I can’t remember how
I can’t remember why
Why in here tonight
And I can’t stand the pain
And I can’t make it go away
No I can’t stand the pain

How could this happen to me
I've made my mistakes
got nowhere to run
The night goes on as I’m fading away
I'm sick of this life
I just wanna scream
How could this happen to me

Everybody’s screaming
I try to make a sound but no one hears me
I’m slipping off the edge
I’m hanging by a thread
I wanna start this over again
So I try to hold
On to a time when
Nothing mattered
And I can’t explain what happened
And I can’t erase the things that I’ve done
No I can’t

How could this happen to me
I've made my mistakes
got nowhere to run
The night goes on as I’m fading away
I’m sick of this life
I just wanna scream
How could this happen to me

I've made my mistakes
got nowhere to run
The night goes on as I’m fading away
I’m sick of this life
I just wanna scream
How could this happen to me

Tuesday, June 2, 2009

What could be worse?

My company started workforce reduction exercise for quite a while, every month we hearing..so and so got the package and left the company.Most of the time i only play as a listerner role or more to "keh poh" , it means busybody in English.
I never thought that this is going to hit me till early this year, after seeing so many people are leaving, even those "big gun". I suddenly wake up from day dream, well ...there will be one day, this going to fall onto me,mentally i already well prepared to accept the fact that " I could be retrenched". It's not a lost to me, it's a lost to the company :0
My company was acquired by an International financial instituition, but they have no mission and vision to expand and develop the company, after all these years i can see only cost cutting, selling off division which not earning money...down sizing....All they care is financial figures, they cares about how much $$$ going into their pocket, don't talk about employee welfare....who cares?
Lately the retrenchment storm started again, and it finally comes to my department, everyone is speculating ...and i think "it 's ok. it could be my turn now...", Ended up, there is one colleague of mine being retrenched.
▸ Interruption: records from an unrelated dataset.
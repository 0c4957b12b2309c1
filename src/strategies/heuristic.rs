//! Metadata and content-selector guesses for pages without structured data.

use crate::selectors::{CHROME_TAGS, CONTENT_SELECTOR_LIST, H1_SELECTOR, HIDDEN_TAGS};
use crate::tools::clean::{clean_line, truncate_chars};
use crate::tools::extract::{extract_page_meta, org_from_host};
use crate::tools::scrape::{
    scrape_body_text, scrape_metadata, scrape_text, scrape_visible_len, MAX_TEXT_CHARS,
};
use crate::types::{Attempt, PartialJob, RawExtraction, DEFAULT_TITLE};
use scraper::Html;
use url::Url;

/// Pages with less visible text than this are assumed to render client-side.
pub const CONTENT_FLOOR_CHARS: usize = 400;

/// A content-selector match must carry more text than this to be used.
pub const MIN_CANDIDATE_CHARS: usize = 300;

/// Guess title, organization and description from static markup.
///
/// Returns [`Attempt::NotApplicable`] for thin pages so the rendering
/// fallback can take over.
pub fn extract(doc: &Html, url: &Url) -> Attempt {
    if scrape_visible_len(doc) < CONTENT_FLOOR_CHARS {
        return Attempt::NotApplicable;
    }

    let meta = extract_page_meta(&scrape_metadata(doc));
    let title = meta
        .title
        .or_else(|| first_heading(doc))
        .unwrap_or_else(|| DEFAULT_TITLE.to_string());
    let organization = meta.site_name.unwrap_or_else(|| org_from_host(url));

    let partial = PartialJob {
        title: Some(title),
        organization_name: Some(organization),
        application_url: Some(url.to_string()),
        ..Default::default()
    };
    Attempt::Success(RawExtraction::new(partial, main_text(doc)))
}

fn first_heading(doc: &Html) -> Option<String> {
    doc.select(&H1_SELECTOR)
        .next()
        .map(|h1| clean_line(&h1.text().collect::<String>()))
        .filter(|t| !t.is_empty())
}

/// Text of the first ranked content container that is long enough, else the
/// body without navigation, header, footer and scripts.
pub fn main_text(doc: &Html) -> String {
    for selector in CONTENT_SELECTOR_LIST.iter() {
        if let Some(el) = doc.select(selector).next() {
            let text = scrape_text(el, &HIDDEN_TAGS).join("\n");
            if text.chars().count() > MIN_CANDIDATE_CHARS {
                return truncate_chars(&text, MAX_TEXT_CHARS);
            }
        }
    }
    scrape_body_text(doc, &CHROME_TAGS)
}

#[cfg(test)]
mod tests {
    use super::*;

    fn url() -> Url {
        Url::parse("https://www.acme-robotics.com/careers/42").unwrap()
    }

    fn page_with_visible(n: usize) -> Html {
        Html::parse_document(&format!(
            "<html><head><script>var pad = '{}';</script></head><body><p>{}</p></body></html>",
            "z".repeat(1_000),
            "a".repeat(n)
        ))
    }

    #[test]
    fn below_content_floor_is_not_applicable() {
        assert_eq!(extract(&page_with_visible(399), &url()), Attempt::NotApplicable);
    }

    #[test]
    fn at_content_floor_extracts() {
        let Attempt::Success(raw) = extract(&page_with_visible(400), &url()) else {
            panic!("expected success");
        };
        assert_eq!(raw.job.title.as_deref(), Some(DEFAULT_TITLE));
        assert_eq!(raw.job.organization_name.as_deref(), Some("Acme Robotics"));
        assert_eq!(raw.description, "a".repeat(400));
    }

    #[test]
    fn title_priority_og_then_title_then_h1() {
        let filler = "word ".repeat(100);
        let with_og = Html::parse_document(&format!(
            r#"<html><head><title>Doc Title</title><meta property="og:title" content="OG Title">
            <meta property="og:site_name" content="Acme"></head><body><h1>Heading</h1><p>{filler}</p></body></html>"#
        ));
        let Attempt::Success(raw) = extract(&with_og, &url()) else {
            panic!("expected success");
        };
        assert_eq!(raw.job.title.as_deref(), Some("OG Title"));
        assert_eq!(raw.job.organization_name.as_deref(), Some("Acme"));

        let with_title = Html::parse_document(&format!(
            "<html><head><title>Doc Title</title></head><body><h1>Heading</h1><p>{filler}</p></body></html>"
        ));
        let Attempt::Success(raw) = extract(&with_title, &url()) else {
            panic!("expected success");
        };
        assert_eq!(raw.job.title.as_deref(), Some("Doc Title"));

        let with_h1 = Html::parse_document(&format!(
            "<html><body><h1> Heading </h1><p>{filler}</p></body></html>"
        ));
        let Attempt::Success(raw) = extract(&with_h1, &url()) else {
            panic!("expected success");
        };
        assert_eq!(raw.job.title.as_deref(), Some("Heading"));
    }

    #[test]
    fn prefers_ranked_container_over_body() {
        let description = "Responsibilities include ".repeat(20);
        let html = format!(
            r#"<html><body><nav>Home</nav>
            <div class="sidebar">{}</div>
            <div class="job-description-wrapper"><p>{description}</p></div>
            </body></html>"#,
            "Other openings ".repeat(30)
        );
        let text = main_text(&Html::parse_document(&html));
        assert_eq!(text, description.trim());
    }

    #[test]
    fn short_container_falls_through_to_body() {
        let html = format!(
            r#"<html><body><nav>Menu</nav><main>Too short</main>
            <section><p>{}</p></section><footer>Legal</footer></body></html>"#,
            "Detail ".repeat(60).trim()
        );
        let text = main_text(&Html::parse_document(&html));
        assert!(text.starts_with("Too short\nDetail"));
        assert!(!text.contains("Menu"));
        assert!(!text.contains("Legal"));
    }
}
I'm safe this round, could be safe for another 3 months, before the next storm is coming to the city :P
No one is scared being retrenched in this company, strange , isn't it? Most of the employee hoping that being offered the retrenchment package. You can imagine how bad is the morale....
Isn't it good to be paid for a break and charge up to look for new oppoturnity???Think in a more positive way.
I have lost the enthusiasm and passion to work for this company, if i stay longer here i will become another "Anaconda", keep on hibernating ...... :)
It's time to put a stop....Will see what's happened next!